Priority Inversion and PI Mutexes

The classic real-time locking problem and Linux's solution

The priority inversion problem

Priority inversion occurs when a high-priority task is blocked waiting for a resource held by a low-priority task, and a medium-priority task prevents the low-priority task from running. Result: the high-priority task waits behind the medium-priority task indefinitely — priority is effectively inverted.

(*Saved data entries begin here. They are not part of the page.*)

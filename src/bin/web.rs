use anyhow::{Context, Result};
use clap::Parser;
use matchday_oracle::cache::{create_cache, CacheTtls};
use matchday_oracle::config::Settings;
use matchday_oracle::oracle::{DailyOracle, OracleConfig};
use matchday_oracle::scheduler::spawn_jobs;
use matchday_oracle::server::{router, AppState};
use matchday_oracle::sync::LiveStateSynchronizer;
use std::sync::Arc;
use tracing::{info, warn};

#[derive(Parser)]
#[command(name = "web", about = "Matchday oracle background jobs and JSON read surface")]
struct Cli {
    #[command(flatten)]
    settings: Settings,
}

#[tokio::main]
async fn main() -> Result<()> {
    // Load environment variables
    dotenv::dotenv().ok();

    // Initialize logging
    matchday_oracle::init_tracing();

    let settings = Cli::parse().settings;

    let provider = Arc::new(settings.provider()?);
    match provider.health_check().await {
        Ok(()) => info!("Provider is reachable"),
        Err(e) => warn!(error = %e, "Provider health check failed; sweeps will retry on schedule"),
    }

    let store = Arc::new(settings.open_store()?);
    let cache = create_cache(CacheTtls::default());

    let synchronizer = Arc::new(LiveStateSynchronizer::new(
        provider,
        store,
        settings.sync_config(),
    ));
    let oracle = Arc::new(DailyOracle::new(
        cache.clone(),
        &settings.artifacts_dir,
        OracleConfig::default(),
    ));

    let _jobs = spawn_jobs(synchronizer, oracle.clone(), settings.schedule());

    let app = router(AppState { cache, oracle });

    let listener = tokio::net::TcpListener::bind(&settings.bind_addr)
        .await
        .with_context(|| format!("Failed to bind {}", settings.bind_addr))?;
    info!(addr = %settings.bind_addr, "Serving JSON read surface");

    axum::serve(listener, app).await.context("Server error")?;

    Ok(())
}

Priority:  HIGH        MEDIUM      LOW
           ┌───┐       ┌───┐       ┌───┐
           │ H │       │ M │       │ L │
           └───┘       └───┘       └───┘

Timeline:
  t=0:  L starts, acquires mutex
  t=1:  H wakes, tries to acquire mutex → BLOCKED on L
  t=2:  M wakes (higher priority than L) → PREEMPTS L
  t=3:  M runs freely (doesn't need mutex)
        L can't run (preempted by M)
        H is stuck waiting for L to release mutex
        H < M effectively, even though H > M nominally!

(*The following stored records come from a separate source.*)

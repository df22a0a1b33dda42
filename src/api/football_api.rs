use crate::api::SportsDataProvider;
use crate::error::ProviderError;
use crate::models::{
    normalize_status, Fixture, FixtureId, FixtureStatistics, Score, Team, TeamStatistics,
};
use async_trait::async_trait;
use chrono::{DateTime, Utc};
use reqwest::Client;
use serde::de::DeserializeOwned;
use serde::Deserialize;
use std::time::Duration;

pub const DEFAULT_BASE_URL: &str = "https://v3.football.api-sports.io";

/// Envelope wrapping every API-Football response
#[derive(Debug, Deserialize)]
struct ApiEnvelope<T> {
    #[serde(default)]
    errors: serde_json::Value,
    #[serde(default = "Vec::new")]
    response: Vec<T>,
}

#[derive(Debug, Deserialize)]
struct ApiFixtureItem {
    fixture: ApiFixture,
    league: ApiLeague,
    teams: ApiTeams,
    goals: ApiGoals,
}

#[derive(Debug, Deserialize)]
struct ApiFixture {
    id: FixtureId,
    date: DateTime<Utc>,
    status: ApiStatus,
}

#[derive(Debug, Deserialize)]
struct ApiStatus {
    short: String,
    elapsed: Option<u32>,
}

#[derive(Debug, Deserialize)]
struct ApiLeague {
    id: u64,
}

#[derive(Debug, Deserialize)]
struct ApiTeams {
    home: ApiTeam,
    away: ApiTeam,
}

#[derive(Debug, Deserialize)]
struct ApiTeam {
    id: u64,
    name: String,
}

#[derive(Debug, Deserialize)]
struct ApiGoals {
    home: Option<u32>,
    away: Option<u32>,
}

/// One team's block in the `/fixtures/statistics` response
#[derive(Debug, Deserialize)]
struct ApiTeamStatistics {
    #[allow(dead_code)]
    team: ApiTeam,
    statistics: Vec<ApiStatistic>,
}

#[derive(Debug, Deserialize)]
struct ApiStatistic {
    #[serde(rename = "type")]
    kind: String,
    value: serde_json::Value,
}

impl ApiFixtureItem {
    fn into_fixture(self, now: DateTime<Utc>) -> Fixture {
        let score = Score {
            home: self.goals.home,
            away: self.goals.away,
        };
        Fixture {
            id: self.fixture.id,
            date: self.fixture.date,
            home_team: Team {
                id: self.teams.home.id,
                name: self.teams.home.name,
            },
            away_team: Team {
                id: self.teams.away.id,
                name: self.teams.away.name,
            },
            league_id: self.league.id,
            status: normalize_status(&self.fixture.status.short),
            raw_status: self.fixture.status.short,
            elapsed: self.fixture.status.elapsed,
            home_score: score.home,
            away_score: score.away,
            score,
            statistics: None,
            last_updated: now,
        }
    }
}

/// Statistic values arrive as numbers, percent strings ("55%") or null
fn stat_value(value: &serde_json::Value) -> Option<u32> {
    match value {
        serde_json::Value::Number(n) => n.as_u64().and_then(|v| u32::try_from(v).ok()),
        serde_json::Value::String(s) => s.trim().trim_end_matches('%').parse().ok(),
        _ => None,
    }
}

fn team_statistics(block: &ApiTeamStatistics) -> TeamStatistics {
    let mut stats = TeamStatistics::default();
    for stat in &block.statistics {
        let value = stat_value(&stat.value);
        match stat.kind.as_str() {
            "Shots on Goal" => stats.shots_on_goal = value,
            "Total Shots" => stats.total_shots = value,
            "Corner Kicks" => stats.corners = value,
            "Fouls" => stats.fouls = value,
            "Yellow Cards" => stats.yellow_cards = value,
            "Red Cards" => stats.red_cards = value,
            "Offsides" => stats.offsides = value,
            "Ball Possession" => stats.possession = value,
            _ => {}
        }
    }
    stats
}

/// An empty `errors` field comes back as `[]` or `{}`
fn api_errors(errors: &serde_json::Value) -> Option<String> {
    match errors {
        serde_json::Value::Array(items) if !items.is_empty() => Some(errors.to_string()),
        serde_json::Value::Object(map) if !map.is_empty() => Some(errors.to_string()),
        _ => None,
    }
}

/// Client for the API-Football v3 service
pub struct FootballApiClient {
    client: Client,
    api_key: String,
    base_url: String,
    timeout: Duration,
    health_timeout: Duration,
}

impl FootballApiClient {
    pub fn new(api_key: String) -> Self {
        Self {
            client: Client::new(),
            api_key,
            base_url: DEFAULT_BASE_URL.to_string(),
            timeout: Duration::from_secs(15),
            health_timeout: Duration::from_secs(5),
        }
    }

    pub fn with_base_url(mut self, base_url: impl Into<String>) -> Self {
        self.base_url = base_url.into().trim_end_matches('/').to_string();
        self
    }

    pub fn with_timeouts(mut self, timeout: Duration, health_timeout: Duration) -> Self {
        self.timeout = timeout;
        self.health_timeout = health_timeout;
        self
    }

    async fn get<T: DeserializeOwned>(
        &self,
        path: &str,
        query: &[(&str, String)],
        timeout: Duration,
    ) -> Result<Vec<T>, ProviderError> {
        let url = format!("{}{}", self.base_url, path);

        let response = self
            .client
            .get(&url)
            .header("x-apisports-key", &self.api_key)
            .query(query)
            .timeout(timeout)
            .send()
            .await
            .map_err(|e| timeout_or_http(e, &url))?;

        let status = response.status();
        if !status.is_success() {
            let body = response.text().await.unwrap_or_default();
            return Err(ProviderError::Status {
                status: status.as_u16(),
                body,
            });
        }

        let bytes = response
            .bytes()
            .await
            .map_err(|e| timeout_or_http(e, &url))?;
        let envelope: ApiEnvelope<T> = serde_json::from_slice(&bytes)?;

        if let Some(errors) = api_errors(&envelope.errors) {
            return Err(ProviderError::Api(errors));
        }

        Ok(envelope.response)
    }

    /// Lightweight request against `/status` to confirm the key and the service are up
    pub async fn health_check(&self) -> Result<(), ProviderError> {
        let url = format!("{}/status", self.base_url);

        let response = self
            .client
            .get(&url)
            .header("x-apisports-key", &self.api_key)
            .timeout(self.health_timeout)
            .send()
            .await
            .map_err(|e| timeout_or_http(e, &url))?;

        if !response.status().is_success() {
            return Err(ProviderError::Status {
                status: response.status().as_u16(),
                body: String::new(),
            });
        }

        if let Some(remaining) = response.headers().get("x-ratelimit-requests-remaining") {
            tracing::info!(remaining = ?remaining, "Provider daily requests remaining");
        }

        Ok(())
    }
}

fn timeout_or_http(err: reqwest::Error, url: &str) -> ProviderError {
    if err.is_timeout() {
        ProviderError::Timeout(url.to_string())
    } else {
        ProviderError::Http(err)
    }
}

#[async_trait]
impl SportsDataProvider for FootballApiClient {
    async fn fetch_live_fixtures(&self) -> Result<Vec<Fixture>, ProviderError> {
        let items: Vec<ApiFixtureItem> = self
            .get("/fixtures", &[("live", "all".to_string())], self.timeout)
            .await?;

        let now = Utc::now();
        Ok(items.into_iter().map(|item| item.into_fixture(now)).collect())
    }

    async fn fetch_fixture(&self, id: FixtureId) -> Result<Fixture, ProviderError> {
        let items: Vec<ApiFixtureItem> = self
            .get("/fixtures", &[("id", id.to_string())], self.timeout)
            .await?;

        items
            .into_iter()
            .next()
            .map(|item| item.into_fixture(Utc::now()))
            .ok_or(ProviderError::NotFound(id))
    }

    async fn fetch_statistics(
        &self,
        id: FixtureId,
    ) -> Result<Option<FixtureStatistics>, ProviderError> {
        let blocks: Vec<ApiTeamStatistics> = self
            .get(
                "/fixtures/statistics",
                &[("fixture", id.to_string())],
                self.timeout,
            )
            .await?;

        // Home team block comes first
        match blocks.as_slice() {
            [home, away, ..] => Ok(Some(FixtureStatistics {
                home: team_statistics(home),
                away: team_statistics(away),
            })),
            _ => Ok(None),
        }
    }
}

#[cfg(test)]
mod tests {
    use super::*;
    use crate::models::FixtureStatus;

    const LIVE_RESPONSE: &str = r#"{
        "get": "fixtures",
        "errors": [],
        "results": 1,
        "response": [{
            "fixture": {
                "id": 868123,
                "date": "2026-10-18T14:00:00+00:00",
                "status": { "long": "Second Half", "short": "2H", "elapsed": 67 }
            },
            "league": { "id": 39, "name": "Premier League" },
            "teams": {
                "home": { "id": 33, "name": "Manchester United" },
                "away": { "id": 40, "name": "Liverpool" }
            },
            "goals": { "home": 1, "away": 2 }
        }]
    }"#;

    const STATISTICS_RESPONSE: &str = r#"{
        "errors": {},
        "response": [
            { "team": { "id": 33, "name": "Manchester United" }, "statistics": [
                { "type": "Shots on Goal", "value": 4 },
                { "type": "Corner Kicks", "value": 6 },
                { "type": "Ball Possession", "value": "44%" },
                { "type": "Red Cards", "value": null }
            ]},
            { "team": { "id": 40, "name": "Liverpool" }, "statistics": [
                { "type": "Shots on Goal", "value": 7 },
                { "type": "Ball Possession", "value": "56%" }
            ]}
        ]
    }"#;

    #[test]
    fn test_parse_live_fixture() {
        let envelope: ApiEnvelope<ApiFixtureItem> = serde_json::from_str(LIVE_RESPONSE).unwrap();
        assert!(api_errors(&envelope.errors).is_none());

        let now = Utc::now();
        let fixture = envelope.response.into_iter().next().unwrap().into_fixture(now);
        assert_eq!(fixture.id, 868123);
        assert_eq!(fixture.status, FixtureStatus::Live);
        assert_eq!(fixture.raw_status, "2H");
        assert_eq!(fixture.elapsed, Some(67));
        assert_eq!(fixture.home_score, Some(1));
        assert_eq!(fixture.score.away, Some(2));
        assert_eq!(fixture.away_team.name, "Liverpool");
    }

    #[test]
    fn test_parse_statistics() {
        let envelope: ApiEnvelope<ApiTeamStatistics> =
            serde_json::from_str(STATISTICS_RESPONSE).unwrap();
        let home = team_statistics(&envelope.response[0]);
        let away = team_statistics(&envelope.response[1]);

        assert_eq!(home.shots_on_goal, Some(4));
        assert_eq!(home.corners, Some(6));
        assert_eq!(home.possession, Some(44));
        assert_eq!(home.red_cards, None);
        assert_eq!(away.possession, Some(56));
    }

    #[test]
    fn test_api_errors_detected() {
        let errors = serde_json::json!({ "token": "Error/Missing application key" });
        assert!(api_errors(&errors).is_some());
        assert!(api_errors(&serde_json::json!([])).is_none());
        assert!(api_errors(&serde_json::Value::Null).is_none());
    }

    #[test]
    fn test_stat_value_rejects_out_of_range_numbers() {
        assert_eq!(stat_value(&serde_json::json!(12)), Some(12));
        assert_eq!(stat_value(&serde_json::json!(" 61% ")), Some(61));
        assert_eq!(stat_value(&serde_json::json!(4_294_967_296u64)), None);
        assert_eq!(stat_value(&serde_json::json!(-3)), None);
        assert_eq!(stat_value(&serde_json::Value::Null), None);
    }

    #[tokio::test]
    #[ignore]
    async fn test_fetch_live_fixtures() {
        dotenv::dotenv().ok();
        let api_key = std::env::var("API_FOOTBALL_KEY").expect("API_FOOTBALL_KEY not set");
        let client = FootballApiClient::new(api_key);

        client.health_check().await.unwrap();
        let fixtures = client.fetch_live_fixtures().await.unwrap();
        println!("Found {} live fixtures", fixtures.len());
    }
}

This is not theoretical. The Mars Pathfinder mission (1997) experienced priority inversion that caused periodic system resets until engineers uploaded a fix to enable priority inheritance on the affected mutex. (Mike Jones, "What Really Happened on Mars?", 1997)

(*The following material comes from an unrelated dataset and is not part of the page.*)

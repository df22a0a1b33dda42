pub mod data;
pub mod ev_calculator;
pub mod oracle;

Priority inheritance: the solution

When task H blocks on a mutex held by L, the kernel temporarily boosts L's priority to H's level. This ensures L can preempt M and release the mutex quickly.

After PI boost:
  t=0:  L starts, acquires mutex
  t=1:  H blocks on mutex → L's priority BOOSTED to H's level
  t=2:  M wakes → cannot preempt L (L now has H's priority!)
  t=3:  L runs, finishes critical section, releases mutex
  t=4:  L's priority RESTORED to original
        H unblocks, runs (has highest priority)
        M runs after H

rt_mutex: the PI-aware lock

Linux provides rt_mutex in kernel/locking/rtmutex.c for PI-capable locking:

// include/linux/rtmutex.h
struct rt_mutex_base {
    raw_spinlock_t          wait_lock;  // protects waiters tree and owner
    struct rb_root_cached   waiters;    // priority-ordered tree of blocked tasks
    struct task_struct      *owner;     // current lock owner (LSB = has waiters)
};

Waiters are stored in a priority-ordered RB-tree, not a FIFO queue. The highest-priority waiter is at the root and determines the owner's boosted priority.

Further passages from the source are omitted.